Entries shown:
//! Filesystem nodes.
//!
//! A node is one of four kinds; the kind is fixed at creation and carries the
//! kind specific state. Directories refer to their children by id only, the
//! session arena owns the nodes themselves.

use alloc::{collections::BTreeMap, string::String};

use serde::{Deserialize, Serialize};
use spin::{Mutex, RwLock};

use crate::{
    common::{DisksimAttr, DisksimFileType, DisksimPermission, DisksimTimeSpec, NodeId, Owner},
    content::ContentStore,
    BLOCK_SIZE,
};

#[derive(Debug, Clone, Copy, PartialEq, Eq, Serialize, Deserialize)]
pub enum SpecialKind {
    CharDevice,
    BlockDevice,
    Fifo,
    Socket,
}

impl SpecialKind {
    pub fn file_type(&self) -> DisksimFileType {
        match self {
            SpecialKind::CharDevice => DisksimFileType::CharDevice,
            SpecialKind::BlockDevice => DisksimFileType::BlockDevice,
            SpecialKind::Fifo => DisksimFileType::NamedPipe,
            SpecialKind::Socket => DisksimFileType::Socket,
        }
    }
}

/// Descriptor of a special file. Devices carry their device number.
#[derive(Debug, Clone, Copy, PartialEq, Eq, Serialize, Deserialize)]
pub struct DeviceSpec {
    pub kind: SpecialKind,
    pub rdev: u64,
}

/// What kind of node to create, with the data needed to build it.
#[derive(Debug, Clone, PartialEq, Eq)]
pub enum NodeKind {
    Directory,
    RegularFile,
    Symlink(String),
    Special(DeviceSpec),
}

impl NodeKind {
    pub fn file_type(&self) -> DisksimFileType {
        match self {
            NodeKind::Directory => DisksimFileType::Directory,
            NodeKind::RegularFile => DisksimFileType::RegularFile,
            NodeKind::Symlink(_) => DisksimFileType::Symlink,
            NodeKind::Special(dev) => dev.kind.file_type(),
        }
    }
}

#[derive(Debug)]
pub enum NodeData {
    Directory(Mutex<BTreeMap<String, NodeId>>),
    RegularFile(RwLock<ContentStore>),
    Symlink(String),
    Special(DeviceSpec),
}

#[derive(Debug, Clone)]
pub struct NodeMeta {
    /// Full mode word, type bits included.
    pub mode: DisksimPermission,
    pub uid: u32,
    pub gid: u32,
    pub nlink: u32,
    pub atime: DisksimTimeSpec,
    pub mtime: DisksimTimeSpec,
    pub ctime: DisksimTimeSpec,
}

#[derive(Debug)]
pub struct Node {
    id: NodeId,
    data: NodeData,
    meta: Mutex<NodeMeta>,
}

impl Node {
    /// Build a node with its initial link count: 2 for directories (the entry
    /// in the parent plus its own "."), 1 for everything else.
    pub(crate) fn new(id: NodeId, kind: NodeKind, perm: u32, owner: Owner, now: DisksimTimeSpec) -> Self {
        let mode = kind.file_type().type_bits() | DisksimPermission::from_mode_masked(perm);
        let (data, nlink) = match kind {
            NodeKind::Directory => (NodeData::Directory(Mutex::new(BTreeMap::new())), 2),
            NodeKind::RegularFile => (NodeData::RegularFile(RwLock::new(ContentStore::new())), 1),
            NodeKind::Symlink(target) => (NodeData::Symlink(target), 1),
            NodeKind::Special(dev) => (NodeData::Special(dev), 1),
        };
        Self {
            id,
            data,
            meta: Mutex::new(NodeMeta {
                mode,
                uid: owner.uid,
                gid: owner.gid,
                nlink,
                atime: now,
                mtime: now,
                ctime: now,
            }),
        }
    }

    pub fn id(&self) -> NodeId {
        self.id
    }

    pub fn data(&self) -> &NodeData {
        &self.data
    }

    pub fn file_type(&self) -> DisksimFileType {
        match &self.data {
            NodeData::Directory(_) => DisksimFileType::Directory,
            NodeData::RegularFile(_) => DisksimFileType::RegularFile,
            NodeData::Symlink(_) => DisksimFileType::Symlink,
            NodeData::Special(dev) => dev.kind.file_type(),
        }
    }

    pub fn is_dir(&self) -> bool {
        matches!(self.data, NodeData::Directory(_))
    }

    pub fn meta(&self) -> spin::MutexGuard<'_, NodeMeta> {
        self.meta.lock()
    }

    pub fn nlink(&self) -> u32 {
        self.meta.lock().nlink
    }

    /// Size as reported by getattr. Directories report zero, symlinks the
    /// length of their target.
    pub fn size(&self) -> u64 {
        match &self.data {
            NodeData::Directory(_) => 0,
            NodeData::RegularFile(content) => content.read().len(),
            NodeData::Symlink(target) => target.len() as u64,
            NodeData::Special(_) => 0,
        }
    }

    pub fn attr(&self) -> DisksimAttr {
        let size = self.size();
        let (rdev, resident) = match &self.data {
            NodeData::Special(dev) => (dev.rdev, 0),
            NodeData::RegularFile(content) => (0, content.read().resident_bytes()),
            _ => (0, 0),
        };
        let meta = self.meta.lock();
        DisksimAttr {
            ino: self.id,
            kind: self.file_type(),
            mode: meta.mode,
            nlink: meta.nlink,
            uid: meta.uid,
            gid: meta.gid,
            size,
            blocks: resident / 512,
            blksize: BLOCK_SIZE,
            rdev,
            atime: meta.atime,
            mtime: meta.mtime,
            ctime: meta.ctime,
        }
    }

    /// Directory entries, if this is a directory.
    pub(crate) fn entries(&self) -> Option<&Mutex<BTreeMap<String, NodeId>>> {
        match &self.data {
            NodeData::Directory(entries) => Some(entries),
            _ => None,
        }
    }

    pub(crate) fn content(&self) -> Option<&RwLock<ContentStore>> {
        match &self.data {
            NodeData::RegularFile(content) => Some(content),
            _ => None,
        }
    }

    pub(crate) fn inc_nlink(&self) {
        let mut meta = self.meta.lock();
        meta.nlink = meta.nlink.saturating_add(1);
    }

    /// Drop one link and return the remaining count.
    pub(crate) fn drop_nlink(&self) -> u32 {
        let mut meta = self.meta.lock();
        meta.nlink = meta.nlink.saturating_sub(1);
        meta.nlink
    }

    pub(crate) fn clear_nlink(&self) {
        self.meta.lock().nlink = 0;
    }

    pub(crate) fn touch_ctime(&self, now: DisksimTimeSpec) {
        self.meta.lock().ctime = now;
    }

    pub(crate) fn touch_mtime(&self, now: DisksimTimeSpec) {
        let mut meta = self.meta.lock();
        meta.mtime = now;
        meta.ctime = now;
    }

    pub(crate) fn touch_atime(&self, now: DisksimTimeSpec) {
        self.meta.lock().atime = now;
    }
}

#[cfg(test)]
mod tests {
    use super::*;

    #[test]
    fn initial_link_counts() {
        let now = DisksimTimeSpec::new(5, 0);
        let dir = Node::new(2, NodeKind::Directory, 0o755, Owner::ROOT, now);
        let file = Node::new(3, NodeKind::RegularFile, 0o644, Owner::ROOT, now);
        assert_eq!(dir.nlink(), 2);
        assert_eq!(file.nlink(), 1);
        assert_eq!(dir.attr().mode.bits(), 0o040755);
        assert_eq!(file.attr().mode.bits(), 0o100644);
    }

    #[test]
    fn mode_type_bits_come_from_kind() {
        let now = DisksimTimeSpec::default();
        // type bits in the requested permission are discarded
        let file = Node::new(2, NodeKind::RegularFile, 0o040600, Owner::ROOT, now);
        assert_eq!(file.attr().mode.bits(), 0o100600);
        let link = Node::new(3, NodeKind::Symlink("x/y".into()), 0o777, Owner::new(1, 2), now);
        let attr = link.attr();
        assert_eq!(attr.kind, DisksimFileType::Symlink);
        assert_eq!(attr.size, 3);
        assert_eq!((attr.uid, attr.gid), (1, 2));
    }

    #[test]
    fn special_reports_rdev() {
        let dev = DeviceSpec { kind: SpecialKind::CharDevice, rdev: 0x0103 };
        let node = Node::new(2, NodeKind::Special(dev), 0o666, Owner::ROOT, DisksimTimeSpec::default());
        let attr = node.attr();
        assert_eq!(attr.kind, DisksimFileType::CharDevice);
        assert_eq!(attr.rdev, 0x0103);
        assert_eq!(attr.mode.file_type_bits(), 0o020000);
    }
}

What to produce: Using the data above, repeat exactly the lines that begin at the line with "assert_eq!(file.nlink(), 1);" and end at the line with "let dev = DeviceSpec", both ends included.

Answer space:
        assert_eq!(file.nlink(), 1);
        assert_eq!(dir.attr().mode.bits(), 0o040755);
        assert_eq!(file.attr().mode.bits(), 0o100644);
    }

    #[test]
    fn mode_type_bits_come_from_kind() {
        let now = DisksimTimeSpec::default();
        // type bits in the requested permission are discarded
        let file = Node::new(2, NodeKind::RegularFile, 0o040600, Owner::ROOT, now);
        assert_eq!(file.attr().mode.bits(), 0o100600);
        let link = Node::new(3, NodeKind::Symlink("x/y".into()), 0o777, Owner::new(1, 2), now);
        let attr = link.attr();
        assert_eq!(attr.kind, DisksimFileType::Symlink);
        assert_eq!(attr.size, 3);
        assert_eq!((attr.uid, attr.gid), (1, 2));
    }

    #[test]
    fn special_reports_rdev() {
        let dev = DeviceSpec { kind: SpecialKind::CharDevice, rdev: 0x0103 };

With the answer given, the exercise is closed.